The market potential is simply massive.


----------



## gnatsum

JPL said:


> Well I guess now that all the call centers and tech support are landing there the natives are earning money with which to purchase consumer goods.


i don't quite think that call centres and tech support have anything to do with the ability to purchase consumer goods. none of the people working in those places will be anywhere near rich enough to purchase an Apple product. and few of them would even care to.

my Family in India is a mac user family, and they are all fairly well off in order to be able to afford a mac. so don't be thinking that jagjit singh and yogathan kumaranathan who work for DELL call centre will be going and picking up an iMac anytime soon. 

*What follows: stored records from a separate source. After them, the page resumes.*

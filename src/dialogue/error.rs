//! Dialogue service error types

use thiserror::Error;

/// Errors that can occur talking to the conversational-response service
///
/// Every variant is recovered locally with a fallback prompt; nothing here
/// ever reaches the user as a hard failure.
#[derive(Debug, Error)]
pub enum DialogueError {
    #[error("service error {status}: {message}")]
    Api { status: u16, message: String },

    #[error("network error: {0}")]
    Network(#[from] reqwest::Error),

    #[error("invalid reply: {0}")]
    InvalidReply(String),

    #[error("JSON serialization error: {0}")]
    Json(#[from] serde_json::Error),
}

impl DialogueError {
    /// Whether the failure happened before the service produced any reply
    pub fn is_transport(&self) -> bool {
        matches!(self, DialogueError::Network(_) | DialogueError::Api { .. })
    }
}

Delhi is a very expensive city. ya sure lots of other things are way cheaper in India, you're not going to Mcdonalds and paying 6-7 bucks for a combo, you can get tailored clothing with high quality materials for way cheaper than what Harry Rosen would charge. but you can easily spend hundreds of dollars on a night out with your buddies...

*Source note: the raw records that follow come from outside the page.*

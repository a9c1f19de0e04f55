//! Feedback sink
//!
//! Feedback is best-effort telemetry, not a core guarantee: delivery is
//! fire-and-forget, failures are logged and swallowed, and the user always
//! sees the submission as accepted.

use async_trait::async_trait;
use chrono::{DateTime, Utc};
use reqwest::Client;
use serde::{Deserialize, Serialize};
use std::time::Duration;
use thiserror::Error;
use tracing::{debug, warn};

use crate::config::FeedbackConfig;

/// Errors constructing a feedback sink
#[derive(Debug, Error)]
pub enum FeedbackError {
    #[error("network error: {0}")]
    Network(#[from] reqwest::Error),
}

/// Payload posted to the feedback endpoint
#[derive(Debug, Clone, PartialEq, Serialize, Deserialize)]
#[serde(rename_all = "camelCase")]
pub struct FeedbackReport {
    pub user_agent: String,
    pub platform: String,
    pub language: String,
    pub timestamp: DateTime<Utc>,
    pub feedback: String,
}

impl FeedbackReport {
    /// Capture host details for a feedback submission
    pub fn collect(feedback: impl Into<String>) -> Self {
        Self {
            user_agent: format!("shanti/{}", env!("CARGO_PKG_VERSION")),
            platform: std::env::consts::OS.to_string(),
            language: std::env::var("LANG").unwrap_or_else(|_| "unknown".to_string()),
            timestamp: Utc::now(),
            feedback: feedback.into(),
        }
    }
}

/// Best-effort feedback delivery
#[async_trait]
pub trait FeedbackSink: Send + Sync {
    /// Deliver a report; failures are logged, never surfaced
    async fn deliver(&self, report: FeedbackReport);
}

/// Sink posting reports to the configured endpoint
pub struct HttpFeedbackSink {
    endpoint: String,
    http: Client,
}

impl HttpFeedbackSink {
    pub fn from_config(config: &FeedbackConfig) -> Result<Self, FeedbackError> {
        let timeout = Duration::from_millis(config.timeout_ms);
        let http = Client::builder().timeout(timeout).build()?;

        Ok(Self {
            endpoint: config.endpoint.clone(),
            http,
        })
    }
}

#[async_trait]
impl FeedbackSink for HttpFeedbackSink {
    async fn deliver(&self, report: FeedbackReport) {
        match self.http.post(&self.endpoint).json(&report).send().await {
            Ok(response) if response.status().is_success() => {
                debug!("feedback delivered");
            }
            Ok(response) => {
                warn!(status = %response.status(), "feedback endpoint rejected the report");
            }
            Err(error) => {
                warn!(%error, "feedback delivery failed");
            }
        }
    }
}

/// Sink for hosts without a feedback endpoint; logs and drops the report
pub struct NullFeedbackSink;

#[async_trait]
impl FeedbackSink for NullFeedbackSink {
    async fn deliver(&self, report: FeedbackReport) {
        debug!(chars = report.feedback.len(), "null feedback sink: report dropped");
    }
}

so, there is a reason that the apple store is opening in Delhi, not in Bangladesh or in UP. the hot spots where they have a market. would be Delhi, or Bombay, and a few other places.


----------



## DoNotPokeTheScreen

When are they going to open up an Apple store in Sahara Africa?


----------



## gnatsum

LOL good one dude.


----------



## ender78

DoNotPokeTheScreen said:


> When are they going to open up an Apple store in Sahara Africa?

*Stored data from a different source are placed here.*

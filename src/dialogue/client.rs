//! DialogueClient trait definition

use async_trait::async_trait;

use super::{DialogueError, DialogueReply, DialogueRequest};

/// Stateless dialogue client - each call is independent
///
/// The service keeps no conversation state between calls; the orchestrator
/// resends the full transcript every time and the service alone decides when
/// the exchange should end.
#[async_trait]
pub trait DialogueClient: Send + Sync {
    /// Request the next prompt for the given transcript
    async fn next_prompt(&self, request: DialogueRequest) -> Result<DialogueReply, DialogueError>;
}

#[cfg(test)]
pub mod mock {
    use std::sync::atomic::{AtomicUsize, Ordering};

    use tracing::debug;

    use super::*;

    /// Scripted dialogue client for unit tests
    pub struct MockDialogueClient {
        replies: Vec<DialogueReply>,
        call_count: AtomicUsize,
    }

    impl MockDialogueClient {
        pub fn new(replies: Vec<DialogueReply>) -> Self {
            Self {
                replies,
                call_count: AtomicUsize::new(0),
            }
        }

        pub fn call_count(&self) -> usize {
            self.call_count.load(Ordering::SeqCst)
        }
    }

    #[async_trait]
    impl DialogueClient for MockDialogueClient {
        async fn next_prompt(&self, request: DialogueRequest) -> Result<DialogueReply, DialogueError> {
            let idx = self.call_count.fetch_add(1, Ordering::SeqCst);
            debug!(%idx, message_count = request.messages.len(), "MockDialogueClient::next_prompt");
            self.replies
                .get(idx)
                .cloned()
                .ok_or_else(|| DialogueError::InvalidReply("no more scripted replies".to_string()))
        }
    }

    #[cfg(test)]
    mod tests {
        use super::*;
        use crate::dialogue::SessionStage;

        fn request() -> DialogueRequest {
            DialogueRequest {
                messages: vec![],
                session_state: SessionStage::Beginning,
            }
        }

        #[tokio::test]
        async fn mock_returns_scripted_replies_in_order() {
            let client = MockDialogueClient::new(vec![
                DialogueReply {
                    question: "How are you feeling?".to_string(),
                    should_end: false,
                    reasoning: String::new(),
                },
                DialogueReply {
                    question: String::new(),
                    should_end: true,
                    reasoning: "settled".to_string(),
                },
            ]);

            let first = client.next_prompt(request()).await.unwrap();
            assert_eq!(first.question, "How are you feeling?");

            let second = client.next_prompt(request()).await.unwrap();
            assert!(second.should_end);

            assert_eq!(client.call_count(), 2);
        }

        #[tokio::test]
        async fn mock_errors_when_exhausted() {
            let client = MockDialogueClient::new(vec![]);
            assert!(client.next_prompt(request()).await.is_err());
        }
    }
}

Now this just speaks ignorism. Sahara is not a country or a city. Bombay and Delhi are huge cities and have an upper class than can afford anything that they desire. Such stores cater to that class and not the general public.

The store the reader mentioned is an "Apple Centre" .


----------



## HowEver

*And where do New Delhi customers call for tech support--Sudbury?*

I believe the relevant aphorism involves you being bitten unaware by something you don't recognize, perhaps irony, perhaps in the face.

(I tried to make that a gentle rebuke, but perhaps did not succeed.)



ender78 said:


> Now this just speaks ignorism. Sahara is not a country or a city. Bombay and Delhi are huge cities and have an upper class than can afford anything that they desire. Such stores cater to that class and not the general public.
> 
> The store the reader mentioned is an "Apple Centre" .


----------



## dona83

It's called Mumbai not Bombay.


----------



## Macified

dona83 said:


> It's called Mumbai not Bombay.


Technically yes but the city is most commonly referred to as Bombay. I was recently in airports all over India and while the signs referring to the city are Mumbai, announcements for flights use Bombay. Conversationally, any locals I spoke with accept Mumbai but will say Bombay.


----------



## gnatsum

dona83 said:


> It's called Mumbai not Bombay.


YEA? REALLY? and what about Dilli? And Chennai? and Kolkata?


now...wasn't it called Kanata?


----------



## Veej

I think a Apple store in Mumbai...would do good there, 

The upper middle class indian in India can definatley afford Apple products and with that kinda population base.

The Indian middle class is huge market bigger than the Canadian and US market...300 million, no wonder everyone else have their eyes toward India.

Everything is now available there Mercs, BMW which are made there, the latest cell phones (better than Canadian and US models) the cell phone rates are cheaper cause of the population.

Not suprised if Apple is finaly opening a store in Delhi and Mumbai....

they are actually late to the party...


----------



## Veej

Hi Macified,and gnatsum...

Nice to know another Desi into Macs not many out there...so what kinda Mac you got..

I noticed you Macified your in Markham, I myself am in Scarborough.....


----------



## gnatsum

Veej said:


> Hi Macified,and gnatsum...
> 
> Nice to know another Desi into Macs not many out there...so what kinda Mac you got..
> 
> I noticed you Macified your in Markham, I myself am in Scarborough.....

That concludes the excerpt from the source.